Из сказанного вытекает оценка смыслополагания в качестве пути к «очеловеченному» пониманию окружающего и происходящего. При этом понимание может быть развернуто в разных вариантах, то есть интерпретирование зависит от природы субъекта, толкующего окружающее и происходящее, от общих и частных условий его жизнедеятельности, от уровня его социального и духовного развития. Получается, что смыслы – субъектовизированный, наиболее вочеловеченный вид духовной деятельности.

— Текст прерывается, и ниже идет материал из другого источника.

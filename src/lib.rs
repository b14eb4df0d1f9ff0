//! OmegaAIR - AI provider routing and fallback multiplexer
//!
//! Accepts one generation request and deterministically selects, calls and
//! retries one of several external text-generation providers until a
//! response succeeds or every option is exhausted.
//!
//! # Providers
//!
//! | Provider | Wire format | Auth | Notes |
//! |----------|-------------|------|-------|
//! | OpenAI | `/chat/completions` | `Authorization: Bearer` | |
//! | Claude | `/messages` | `x-api-key` + `anthropic-version` | top-level `system` |
//! | Mistral | `/chat/completions` | `Authorization: Bearer` | OpenAI-compatible |
//! | Mock | - | - | Testing (no API calls) |
//!
//! # Architecture
//!
//! ```text
//! caller -> Router::route(request)
//!             |  mode: auto | fallback | priority   (RoutingModeHandle)
//!             v
//!           FallbackOrchestrator::execute_with_fallback(candidates, policy)
//!             |  per provider: up to max_retries, backoff multiplier^i
//!             v
//!           ProviderAdapter::generate   (OpenAI / Claude / Mistral)
//! ```
//!
//! # Example
//!
//! ```ignore
//! use omega_air::{AirConfig, GenerationRequest, Router};
//!
//! let router = Router::from_config(&AirConfig::load()?)?;
//! let request = GenerationRequest::new("Write a subject line").with_max_tokens(64);
//! let response = router.route(&request).await?;
//! ```
//!
//! # See Also
//!
//! - [`crate::router`] for the selection policies
//! - [`crate::fallback`] for retry and backoff
//! - [`crate::config`] for the configuration file and environment

pub mod config;
pub mod error;
pub mod fallback;
pub mod providers;
pub mod rate_limiter;
pub mod registry;
pub mod router;
pub mod status;
pub mod traits;

pub use config::{
    AirConfig, ConfigLoadError, ProviderConfig, ProviderConfigSource, ProviderSettings,
    RetryConfig, RoutingModeHandle,
};
pub use error::{AirError, Result};
pub use fallback::{FallbackOrchestrator, FallbackPolicy};
pub use providers::{
    build_adapter, AdapterTable, ClaudeAdapter, MistralAdapter, MockAdapter, MockOutcome,
    OpenAIAdapter, OpenAICompatibleAdapter,
};
pub use rate_limiter::{RateLimitGuard, RateLimitedAdapter, RateLimiter, RateLimiterConfig};
pub use registry::{ModelMeta, ModelRegistry};
pub use router::Router;
pub use status::{ServiceStatus, SystemStatus};
pub use traits::{
    GenerationRequest, GenerationResponse, ProviderAdapter, ProviderId, RoutingMode, TokenUsage,
};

В смыслах наблюдается сочетание противоположных начал. С одной стороны, смыслы складываются на основе трезвого осознания нажитого людьми опыта, ведь здравое размышление – одно из руководств смыслополагания. С другой стороны, в смыслополагание нередко включен учет идеального в виде долженствования, образцов, идей, идеалов, проектов, регулятивов, то есть фактически включено следование философскому принципу платонизма, чаще всего неосознаваемое. «Дорогу осилит идущий» – этот смысл, конечно, выведен из жизненного опыта людей, а в идеальном плане этого смыслового высказывания находится понимание того, что надо действовать, преодолевая трудности, а не замирать в бездействии, впадая в психологический паралич.

Такие, скажем, негативные смыслы, как «кривое зеркало», «медвежья услуга», предполагают понимание качественного зеркала, доброй и качественной услуги, от противного в приведенных смыслах заложены идеи зеркала, услуги. А в смысловой фразе М. Горького из пьесы «На дне» «Человек – это звучит гордо» заложена идея человеческого достоинства.

При смыслополагании происходит довольно сокровенное увязывание людьми событий и объектов с выношенными ценностными ориентациями, местом и ролью событий и объектов в жизни людей. Смысл может определяться соотнесением характера вовлеченности предмета в общественную и личностную практику, а также соотнесением последствий связи человека с этим предметом с вечными ценностями блага, добра, прекрасного, а кроме того, с представлениями людей о должном, желаемом, об идеалах. Происходящее субъект может увязывать и с экзистенциальными чувствами веры, надежды и любви, что тоже носит смыслообразующий характер.

Смыслы придаются чему-то реальному, но одним из духовных средств их полагания выступает отнесение к идеальному началу, то есть к чему-то виртуальному. Смыслы и твердо реальны, и виртуальны (значит, и вроде бы реальны) в той мере, в какой они увязываются с виртуальной сферой идей.

Как видим, приведение к мерам человека и ценностей проистекает из двух противоположных начал: с одной стороны, учета практически нажитого опыта, с другой – учета долженствующего и/или того, что «по идее». Люди пребывают как в приземленной реальности, так и в виртуальной среде возвышенного понимания реальности. То есть латентно помещенные в смыслах рассуждения часто идут от оценки того, что было, есть и бывает, к виртуальному возвышению реального до идеального, принимающего порой форму мудрого наставления.

Нередко, правда, субъект смыслополагания за долженствующее, за то, что «по идее», выдает просто нужное ему, сильно желаемое им, весьма далекое от чего-то образцового. Тогда на содержание приданного им лично смысла не будут влиять долг, идеал, вырабатываемые в общественном или социально-групповом сознании, что в состоянии разобщать людей.